• Data records:
● ● ● ● ● ● ●
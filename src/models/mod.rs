pub mod block;
pub mod chain;
pub mod congestion;
pub mod forecast;
pub mod freshness;
pub mod gas;
pub mod response;
pub mod wei;

pub use block::*;
pub use chain::*;
pub use congestion::*;
pub use forecast::*;
pub use freshness::*;
pub use gas::*;
pub use response::*;
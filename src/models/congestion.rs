use crate::models::{
    block::MempoolVisibility,
    chain::Chain,
    forecast::BaseFeeTrend,
    freshness::{Annotated, Confidence, FreshnessMetadata},
    wei,
};
use ethers::types::U256;
use serde::{Deserialize, Serialize};

#[derive(Debug, Clone, Copy, PartialEq, Eq, Serialize, Deserialize)]
#[serde(rename_all = "snake_case")]
pub enum CongestionState {
    Low,
    Moderate,
    High,
    Extreme,
}

#[derive(Debug, Clone, Copy, PartialEq, Eq, Serialize, Deserialize)]
#[serde(rename_all = "snake_case")]
pub enum RecommendedAction {
    Proceed,
    Wait,
    UrgentOnly,
}

impl From<CongestionState> for RecommendedAction {
    fn from(state: CongestionState) -> Self {
        match state {
            CongestionState::Low | CongestionState::Moderate => RecommendedAction::Proceed,
            CongestionState::High => RecommendedAction::Wait,
            CongestionState::Extreme => RecommendedAction::UrgentOnly,
        }
    }
}

#[derive(Debug, Clone, PartialEq, Serialize, Deserialize)]
pub struct CongestionResult {
    pub congestion_state: CongestionState,
    pub gas_utilization_pct: f64,
    pub pending_tx_count: u64,
    #[serde(with = "wei::decimal")]
    pub base_fee: U256,
    pub base_fee_trend: BaseFeeTrend,
    pub recommended_action: RecommendedAction,
    pub mempool_visibility: MempoolVisibility,
}

#[derive(Debug, Clone, PartialEq, Serialize, Deserialize)]
pub struct CongestionReport {
    pub chain: Chain,
    #[serde(flatten)]
    pub congestion: CongestionResult,
    pub freshness: FreshnessMetadata,
    pub confidence: Confidence,
}

impl Annotated for CongestionReport {
    fn freshness(&self) -> &FreshnessMetadata {
        &self.freshness
    }

    fn freshness_mut(&mut self) -> &mut FreshnessMetadata {
        &mut self.freshness
    }
}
● ● ● ● ● ● ●
• Problem to solve:
All of the material must be given again, exactly as it appears above.

• Task answer:
filename src/models/mod.rs
pub mod block;
pub mod chain;
pub mod congestion;
pub mod forecast;
pub mod freshness;
pub mod gas;
pub mod response;
pub mod wei;

pub use block::*;
pub use chain::*;
pub use congestion::*;
pub use forecast::*;
pub use freshness::*;
pub use gas::*;
pub use response::*;
filename src/models/congestion.rs
use crate::models::{
    block::MempoolVisibility,
    chain::Chain,
    forecast::BaseFeeTrend,
    freshness::{Annotated, Confidence, FreshnessMetadata},
    wei,
};
use ethers::types::U256;
use serde::{Deserialize, Serialize};

#[derive(Debug, Clone, Copy, PartialEq, Eq, Serialize, Deserialize)]
#[serde(rename_all = "snake_case")]
pub enum CongestionState {
    Low,
    Moderate,
    High,
    Extreme,
}

#[derive(Debug, Clone, Copy, PartialEq, Eq, Serialize, Deserialize)]
#[serde(rename_all = "snake_case")]
pub enum RecommendedAction {
    Proceed,
    Wait,
    UrgentOnly,
}

impl From<CongestionState> for RecommendedAction {
    fn from(state: CongestionState) -> Self {
        match state {
            CongestionState::Low | CongestionState::Moderate => RecommendedAction::Proceed,
            CongestionState::High => RecommendedAction::Wait,
            CongestionState::Extreme => RecommendedAction::UrgentOnly,
        }
    }
}

#[derive(Debug, Clone, PartialEq, Serialize, Deserialize)]
pub struct CongestionResult {
    pub congestion_state: CongestionState,
    pub gas_utilization_pct: f64,
    pub pending_tx_count: u64,
    #[serde(with = "wei::decimal")]
    pub base_fee: U256,
    pub base_fee_trend: BaseFeeTrend,
    pub recommended_action: RecommendedAction,
    pub mempool_visibility: MempoolVisibility,
}

#[derive(Debug, Clone, PartialEq, Serialize, Deserialize)]
pub struct CongestionReport {
    pub chain: Chain,
    #[serde(flatten)]
    pub congestion: CongestionResult,
    pub freshness: FreshnessMetadata,
    pub confidence: Confidence,
}

impl Annotated for CongestionReport {
    fn freshness(&self) -> &FreshnessMetadata {
        &self.freshness
    }

    fn freshness_mut(&mut self) -> &mut FreshnessMetadata {
        &mut self.freshness
    }
}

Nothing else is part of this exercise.